Thanks Upstream. The analog signal I was referring to on channel 32 is WTOO-CA. It's a 36 kW translator that is not going away anytime soon. The GM of WTAJ told me that analog and digital signals can occupy the same channel, and after some looking on the FCC site I see this is true. That was news to me. But these two signals practically occupy the same tower site!

I'm surprised, and the FCC protection ratio for analog into digital is only 1.81 dB. I would think interference would be a problem, and it certainly seems to be the case in my situation.

Your comment regarding 36 and 39 makes sense, even though tvfool.com says these two channels are both digital and analog (tvfool.com has been wrong before). My digital converter won't find them, even though they are LOS. So it's either another case of co-channel analog/digital interference, or they are transmitting analog only.


----------



## Sammer (Oct 21, 2008)

Scott in FL said:


> Thanks Upstream. The analog signal I was referring to on channel 32 is WTOO-CA. It's a 36 kW translator that is not going away anytime soon.
> I'm surprised, and the FCC protection ratio for analog into digital is only 1.81 dB. I would think interference would be a problem, and it certainly seems to be the case in my situation.
> 
> Your comment regarding 36 and 39 makes sense, even though tvfool.com says these two channels are both digital and analog (tvfool.com has been wrong before). My digital converter won't find them, even though they are LOS. So it's either another case of co-channel analog/digital interference, or they are transmitting analog only.


It already went away, the WTOO-CA license is now for channel 50 and why the FCC database hasn't been updated is anyone's guess. As for 36 and 39 their digital licenses are for displacement of the analogs.


----------



## Scott in FL (Mar 18, 2008)

Sammer said:


> It already went away, the WTOO-CA license is now for channel 50 and why the FCC database hasn't been updated is anyone's guess. As for 36 and 39 their digital licenses are for displacement of the analogs.


Thanks for your help. It didn't make sense to me, so I wrote to the FCC and actually got a response. They said exactly what you wrote, with no explanation as to why there is conflicting info in their data base. Even the GM for WTAJ didn't realize WTOO-CA was no longer on ch 32.

Am I correct that channels 36 and 39 are still analog, and will flash cut to digital in February?
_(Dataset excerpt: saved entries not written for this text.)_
use std::fs;
use std::path::Path;

use vypislib::config::Settings;
use vypislib::convert::{self, check_disjoint};
use vypislib::error::VypisError;

const GIRO: &str = "\
\"Kontonummer:\";\"DE02120300000000202051 / Girokonto\";
\"Von:\";\"01.10.2022\";
\"Bis:\";\"31.10.2022\";
\"Kontostand vom 31.10.2022:\";\"1.426,01 EUR\";
\"\";
\"\";
\"Buchungstag\";\"Wertstellung\";\"Buchungstext\";\"Auftraggeber / Begünstigter\";\"Verwendungszweck\";\"Betrag (EUR)\";\"\"
\"04.10.2022\";\"05.10.2022\";\"Lastschrift\";\"REWE Markt GmbH\";\"Einkauf Danke\";\"-23,99\";\"\"
\"05.10.2022\";\"06.10.2022\";\"Überweisung\";\"Max Mustermann\";\"Miete Oktober\";\"-1.050,00\";\"\"
\"05.10.2022\";\"06.10.2022\";\"Gutschrift\";\"ACME GmbH\";\"Gehalt\";\"2.500,00\";\"\"
";

fn latin1(text: &str) -> Vec<u8> {
    let (bytes, _, _) = encoding_rs::WINDOWS_1252.encode(text);
    bytes.into_owned()
}

fn sjis(text: &str) -> Vec<u8> {
    let (bytes, _, _) = encoding_rs::SHIFT_JIS.encode(text);
    bytes.into_owned()
}

fn write(path: &Path, bytes: &[u8]) {
    fs::create_dir_all(path.parent().expect("parent")).expect("mkdir");
    fs::write(path, bytes).expect("write");
}

fn settings(root: &Path) -> Settings {
    Settings {
        in_dir: root.join("in"),
        out_dir: root.join("out"),
    }
}

#[test]
fn run_mirrors_input_layout() {
    let tmp = tempfile::tempdir().expect("tempdir");
    let settings = settings(tmp.path());
    write(
        &settings.in_dir.join("dkb_giro_v1/2022-10-06/transactions.csv"),
        &latin1(GIRO),
    );

    let summary = convert::run(&settings).expect("run");

    assert_eq!(summary.files_processed, 1);
    assert_eq!(summary.records_written, 3);
    assert!(summary.errors.is_empty());
    assert!(summary.skipped.is_empty());
    assert!(summary.is_success());

    let out = fs::read_to_string(
        settings.out_dir.join("dkb_giro_v1/2022-10-06/transactions.csv"),
    )
    .expect("read output");
    assert_eq!(
        out,
        "date,num,description,memo,amount,source,row\n\
         2022-10-05,,REWE Markt GmbH,Einkauf Danke,-23.99,dkb_giro_v1,1\n\
         2022-10-06,,Max Mustermann,Miete Oktober,-1050.00,dkb_giro_v1,2\n\
         2022-10-06,,ACME GmbH,Gehalt,2500.00,dkb_giro_v1,3\n"
    );
}

#[test]
fn reruns_are_byte_identical() {
    let tmp = tempfile::tempdir().expect("tempdir");
    let settings = settings(tmp.path());
    write(
        &settings.in_dir.join("dkb_giro_v1/2022-10-06/transactions.csv"),
        &latin1(GIRO),
    );
    let out_file = settings.out_dir.join("dkb_giro_v1/2022-10-06/transactions.csv");

    convert::run(&settings).expect("first run");
    let first = fs::read(&out_file).expect("first output");

    convert::run(&settings).expect("second run");
    let second = fs::read(&out_file).expect("second output");

    assert_eq!(first, second);
}

#[test]
fn broken_snapshot_does_not_stop_the_batch() {
    let tmp = tempfile::tempdir().expect("tempdir");
    let settings = settings(tmp.path());
    write(
        &settings.in_dir.join("dkb_giro_v1/2022-10-06/transactions.csv"),
        &latin1(GIRO),
    );
    let bad = settings.in_dir.join("smbc_v2/2022-10-01/statement.csv");
    write(
        &bad,
        &sjis("年月日,お引出し,お預入れ,お取り扱い内容\nこわれた,10,,振込\n"),
    );

    let summary = convert::run(&settings).expect("run");

    assert_eq!(summary.files_processed, 1);
    assert_eq!(summary.records_written, 3);
    assert_eq!(summary.errors.len(), 1);
    assert_eq!(summary.errors[0].unit, bad);
    assert!(summary.is_success());
    // для сломанного файла не должно появиться частичного выхода
    assert!(!settings.out_dir.join("smbc_v2").exists());
}

#[test]
fn all_failed_files_mean_failure() {
    let tmp = tempfile::tempdir().expect("tempdir");
    let settings = settings(tmp.path());
    write(
        &settings.in_dir.join("smbc_v2/2022-10-01/statement.csv"),
        &sjis("совсем не та раскладка\n"),
    );

    let summary = convert::run(&settings).expect("run");

    assert_eq!(summary.files_processed, 0);
    assert_eq!(summary.errors.len(), 1);
    assert!(!summary.is_success());
}

#[test]
fn empty_input_tree_is_success() {
    let tmp = tempfile::tempdir().expect("tempdir");
    let settings = settings(tmp.path());
    fs::create_dir_all(&settings.in_dir).expect("mkdir");

    let summary = convert::run(&settings).expect("run");

    assert_eq!(summary.files_processed, 0);
    assert_eq!(summary.records_written, 0);
    assert!(summary.is_success());
}

#[test]
fn unknown_directory_lands_in_skipped() {
    let tmp = tempfile::tempdir().expect("tempdir");
    let settings = settings(tmp.path());
    write(&settings.in_dir.join("scratch/2022-10-01/a.csv"), b"x");

    let summary = convert::run(&settings).expect("run");

    assert_eq!(summary.skipped.len(), 1);
    assert!(summary.is_success());
}

#[test]
fn nested_roots_are_rejected_before_any_output() {
    let tmp = tempfile::tempdir().expect("tempdir");
    let in_dir = tmp.path().join("in");
    let out_dir = in_dir.join("out");
    write(
        &in_dir.join("dkb_giro_v1/2022-10-06/transactions.csv"),
        &latin1(GIRO),
    );

    let settings = Settings {
        in_dir: in_dir.clone(),
        out_dir: out_dir.clone(),
    };
    let err = convert::run(&settings).expect_err("nested roots must be rejected");
    assert!(matches!(err, VypisError::Config(_)));
    assert!(!out_dir.exists());
}

#[test]
fn path_overlap_checks() {
    let tmp = tempfile::tempdir().expect("tempdir");
    let root = tmp.path();

    assert!(check_disjoint(&root.join("a/b"), &root.join("a/b")).is_err());
    assert!(check_disjoint(&root.join("a/b"), &root.join("a/b/out")).is_err());
    assert!(check_disjoint(&root.join("a/b/in"), &root.join("a/b")).is_err());
    // «..» схлопывается до сравнения
    assert!(check_disjoint(&root.join("a/b"), &root.join("a/b/out/..")).is_err());
    assert!(check_disjoint(&root.join("a/in"), &root.join("a/out")).is_ok());
}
Any idea why WNEP is on both 36 and 39?

Thanks again.


----------



## Sammer (Oct 21, 2008)

Scott in FL said:


> Am I correct that channels 36 and 39 are still analog, and will flash cut to digital in February?
> 
> Any idea why WNEP is on both 36 and 39?
> 
> Thanks again.


Unless that's a mistake in the database too I don't know why two identical stations on different channels are listed. For some reason I used to think they had different power levels and directional patterns. Something along the lines of one was aimed more toward Nittany Valley while the other was aimed more toward Penns Valley maybe because that would at least make sense. Happy Valley can of course be considered to be in neither (and generally is) or in both valleys.


----------